Exercise brief
Identify all lines in the listing that include the word "impl", and copy them out.

Records to use
※ ※ ※

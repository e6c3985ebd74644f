use async_trait::async_trait;
use chrono::Utc;
use serde::Deserialize;
use std::collections::HashMap;
use tracing::info;

use super::{QuoteClient, RestVenue, parse_price};
use crate::errors::Result;
use crate::models::{ExchangeId, Quote, Symbol};

pub const BINANCE_REST_ENDPOINT: &str = "https://api.binance.com";

#[derive(Debug, Deserialize)]
struct ExchangeInfo {
    symbols: Vec<SymbolInfo>,
}

#[derive(Debug, Deserialize)]
#[serde(rename_all = "camelCase")]
struct SymbolInfo {
    symbol: String,
    base_asset: String,
    quote_asset: String,
    status: String,
}

#[derive(Debug, Deserialize)]
#[serde(rename_all = "camelCase")]
struct BookTicker {
    #[serde(rename = "symbol")]
    _symbol: String,
    bid_price: String,
    ask_price: String,
}

/// Binance spot public REST API.
pub struct Binance {
    venue: RestVenue,
}

impl Binance {
    pub fn new(http: reqwest::Client, base_url: &str) -> Result<Self> {
        Ok(Self {
            venue: RestVenue::new("Binance", http, base_url)?,
        })
    }
}

#[async_trait]
impl QuoteClient for Binance {
    fn id(&self) -> &ExchangeId {
        self.venue.id()
    }

    async fn load_markets(&self) -> Result<()> {
        let info: ExchangeInfo = self
            .venue
            .get_json(self.venue.url("/api/v3/exchangeInfo")?)
            .await?;
        self.venue.set_markets(markets_from(info));
        info!(markets = self.venue.markets_loaded(), "[CEX] Binance markets loaded");
        Ok(())
    }

    async fn fetch_ticker(&self, symbol: &Symbol) -> Result<Quote> {
        let market = self.venue.market_id(symbol, |b, q| format!("{b}{q}"))?;
        let mut url = self.venue.url("/api/v3/ticker/bookTicker")?;
        url.query_pairs_mut().append_pair("symbol", &market);
        let ticker: BookTicker = self.venue.get_json(url).await?;
        Ok(quote_from(self.venue.id().clone(), symbol.clone(), &ticker))
    }

    async fn close(&self) -> Result<()> {
        self.venue.close();
        Ok(())
    }
}

fn markets_from(info: ExchangeInfo) -> HashMap<Symbol, String> {
    info.symbols
        .into_iter()
        .filter(|s| s.status == "TRADING")
        .map(|s| {
            let key = Symbol::new(format!("{}/{}", s.base_asset, s.quote_asset));
            (key, s.symbol)
        })
        .collect()
}

fn quote_from(exchange: ExchangeId, symbol: Symbol, ticker: &BookTicker) -> Quote {
    // bookTicker carries no timestamp; the observation time is ours.
    Quote::new(
        exchange,
        symbol,
        parse_price(&ticker.bid_price),
        parse_price(&ticker.ask_price),
        Utc::now(),
    )
}
//! Process lifecycle: startup warm-up, signal handling and ordered shutdown.
//!
//! `STARTING → RUNNING → STOPPING → STOPPED`. Whatever ends the run (a
//! signal, a failed or interrupted warm-up, a crashed scan loop), every
//! exchange is closed exactly once and the shutdown announcement is sent
//! exactly once.

use futures::future::{join_all, try_join_all};
use futures::stream::{self, BoxStream};
use futures::{Stream, StreamExt};
use std::fmt;
use std::sync::Arc;
use std::time::Duration;
use tokio::sync::{oneshot, watch};
use tracing::{error, info, warn};

use crate::cex::QuoteClient;
use crate::errors::{AppError, Result};
use crate::models::Symbol;
use crate::notifier::{Notifier, dispatch, format};
use crate::scanner::{Scanner, ScannerConfig};

/// Shared "keep scanning" flag. Only the lifecycle flips it; the scanner reads it.
#[derive(Debug, Clone)]
pub struct RunState {
    tx: Arc<watch::Sender<bool>>,
}

impl Default for RunState {
    fn default() -> Self {
        Self::new()
    }
}

impl RunState {
    pub fn new() -> Self {
        let (tx, _rx) = watch::channel(true);
        Self { tx: Arc::new(tx) }
    }

    pub fn is_running(&self) -> bool {
        *self.tx.borrow()
    }

    /// Request a stop. Returns `true` only for the call that made the transition.
    pub fn stop(&self) -> bool {
        self.tx.send_if_modified(|running| std::mem::replace(running, false))
    }

    /// Resolves once a stop has been requested.
    pub async fn stopped(&self) {
        let mut rx = self.tx.subscribe();
        let _ = rx.wait_for(|running| !*running).await;
    }
}

#[derive(Debug, Clone, Copy, PartialEq, Eq)]
pub enum Phase {
    Starting,
    Running,
    Stopping,
    Stopped,
}

#[derive(Debug, Clone, Copy, PartialEq, Eq)]
pub enum ShutdownSignal {
    Interrupt,
    Terminate,
}

impl fmt::Display for ShutdownSignal {
    fn fmt(&self, f: &mut fmt::Formatter<'_>) -> fmt::Result {
        match self {
            ShutdownSignal::Interrupt => f.write_str("SIGINT"),
            ShutdownSignal::Terminate => f.write_str("SIGTERM"),
        }
    }
}

/// Interrupt and terminate signals as a stream. Handlers are registered on
/// the call, so signals arriving during startup are delivered later.
pub fn os_signals() -> Result<BoxStream<'static, ShutdownSignal>> {
    #[cfg(unix)]
    {
        use tokio::signal::unix::{SignalKind, signal};
        let sigint = signal(SignalKind::interrupt())?;
        let sigterm = signal(SignalKind::terminate())?;
        Ok(stream::unfold((sigint, sigterm), |(mut sigint, mut sigterm)| async move {
            let sig = tokio::select! {
                Some(()) = sigint.recv() => ShutdownSignal::Interrupt,
                Some(()) = sigterm.recv() => ShutdownSignal::Terminate,
                else => return None,
            };
            Some((sig, (sigint, sigterm)))
        })
        .boxed())
    }
    #[cfg(not(unix))]
    {
        Ok(stream::unfold((), |()| async {
            tokio::signal::ctrl_c().await.ok()?;
            Some((ShutdownSignal::Interrupt, ()))
        })
        .boxed())
    }
}

/// Owns the exchange clients for the whole process lifetime.
pub struct Lifecycle {
    clients: Vec<Arc<dyn QuoteClient>>,
    symbols: Vec<Symbol>,
    notifier: Arc<dyn Notifier>,
    scanner_config: ScannerConfig,
    close_timeout: Duration,
    run_state: RunState,
}

impl Lifecycle {
    pub fn new(
        clients: Vec<Arc<dyn QuoteClient>>,
        symbols: Vec<Symbol>,
        notifier: Arc<dyn Notifier>,
        scanner_config: ScannerConfig,
    ) -> Self {
        Self {
            clients,
            symbols,
            notifier,
            scanner_config,
            close_timeout: Duration::from_secs(10),
            run_state: RunState::new(),
        }
    }

    /// Upper bound on a single exchange's close call.
    pub fn with_close_timeout(mut self, timeout: Duration) -> Self {
        self.close_timeout = timeout;
        self
    }

    pub fn run_state(&self) -> RunState {
        self.run_state.clone()
    }

    /// Run until a signal arrives or a fatal error occurs, then shut down.
    ///
    /// Returns the number of completed scan ticks, or the error that ended
    /// the run early. Cleanup has already happened in both cases.
    pub async fn run_with_signals<S>(self, signals: S) -> Result<u64>
    where
        S: Stream<Item = ShutdownSignal> + Send + Unpin + 'static,
    {
        enter(Phase::Starting);
        let exchange_names: Vec<String> = self.clients.iter().map(|c| c.id().to_string()).collect();
        dispatch(
            self.notifier.as_ref(),
            &format::startup(&self.symbols, &exchange_names),
        )
        .await;

        // Listen from the start so a signal can cut a slow warm-up short.
        let (done_tx, done_rx) = oneshot::channel();
        let listener = tokio::spawn(listen_for_signals(
            signals,
            done_rx,
            self.run_state.clone(),
            self.notifier.clone(),
        ));

        let warmed = tokio::select! {
            res = self.warm_up() => res,
            _ = self.run_state.stopped() => {
                info!("[INIT] stop requested during warm-up");
                Ok(())
            }
        };
        let outcome = match warmed {
            Err(e) => {
                error!(error = %e, "[INIT] startup failed");
                dispatch(self.notifier.as_ref(), &format::fatal(&e)).await;
                Err(e)
            }
            Ok(()) if !self.run_state.is_running() => Ok(0),
            Ok(()) => {
                enter(Phase::Running);
                self.scan().await
            }
        };

        enter(Phase::Stopping);
        self.run_state.stop();
        close_all(&self.clients, self.close_timeout).await;

        // Let an in-flight "shutting down" announcement finish first.
        let _ = done_tx.send(());
        if let Err(e) = listener.await {
            warn!(error = %e, "[SHUTDOWN] signal listener ended abnormally");
        }

        enter(Phase::Stopped);
        dispatch(self.notifier.as_ref(), &format::shutdown_complete()).await;
        outcome
    }

    async fn warm_up(&self) -> Result<()> {
        try_join_all(self.clients.iter().map(|client| async move {
            client.load_markets().await.map_err(|e| AppError::Startup {
                exchange: client.id().to_string(),
                source: Box::new(e),
            })
        }))
        .await?;
        Ok(())
    }

    /// Runs the scan loop in its own task so a panic lands here as an error.
    async fn scan(&self) -> Result<u64> {
        let scanner = Scanner::new(
            self.clients.clone(),
            self.symbols.clone(),
            self.notifier.clone(),
            self.scanner_config.clone(),
        );
        let run_state = self.run_state.clone();
        match tokio::spawn(async move { scanner.run(&run_state).await }).await {
            Ok(ticks) => Ok(ticks),
            Err(join_err) => {
                let e = AppError::Other(format!("scan loop crashed: {join_err}"));
                error!(error = %e, "[SCAN] unexpected error");
                dispatch(self.notifier.as_ref(), &format::fatal(&e)).await;
                Err(e)
            }
        }
    }
}

fn enter(phase: Phase) {
    info!(?phase, "[LIFECYCLE] phase");
}

async fn listen_for_signals<S>(
    mut signals: S,
    mut done: oneshot::Receiver<()>,
    run_state: RunState,
    notifier: Arc<dyn Notifier>,
) where
    S: Stream<Item = ShutdownSignal> + Unpin,
{
    loop {
        let sig = tokio::select! {
            biased;
            _ = &mut done => break,
            sig = signals.next() => match sig {
                Some(sig) => sig,
                None => break,
            },
        };
        if run_state.stop() {
            warn!(signal = %sig, "[SHUTDOWN] graceful shutdown initiated");
            dispatch(notifier.as_ref(), &format::shutdown_initiated()).await;
        } else {
            info!(signal = %sig, "[SHUTDOWN] already stopping, signal ignored");
        }
    }
}

/// Close every client concurrently; failures and timeouts are logged, not
/// returned. Returns how many closes failed.
pub async fn close_all(clients: &[Arc<dyn QuoteClient>], timeout: Duration) -> usize {
    info!(count = clients.len(), "[SHUTDOWN] closing exchange connections");
    let results = join_all(clients.iter().map(|client| async move {
        let res = match tokio::time::timeout(timeout, client.close()).await {
            Ok(res) => res.map_err(|e| e.to_string()),
            Err(_) => Err(format!("timed out after {timeout:?}")),
        };
        (client.id().to_string(), res)
    }))
    .await;

    let mut failures = 0;
    for (exchange, res) in results {
        match res {
            Ok(()) => info!(%exchange, "[SHUTDOWN] connection closed"),
            Err(reason) => {
                failures += 1;
                let e = AppError::Close { exchange, reason };
                error!(error = %e, "[SHUTDOWN] close failed");
            }
        }
    }
    info!(failures, "[SHUTDOWN] all connections closed");
    failures
}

※ ※ ※

Answer to this exercise
impl Binance {
impl QuoteClient for Binance {
impl Default for RunState {
impl RunState {
impl fmt::Display for ShutdownSignal {
impl Lifecycle {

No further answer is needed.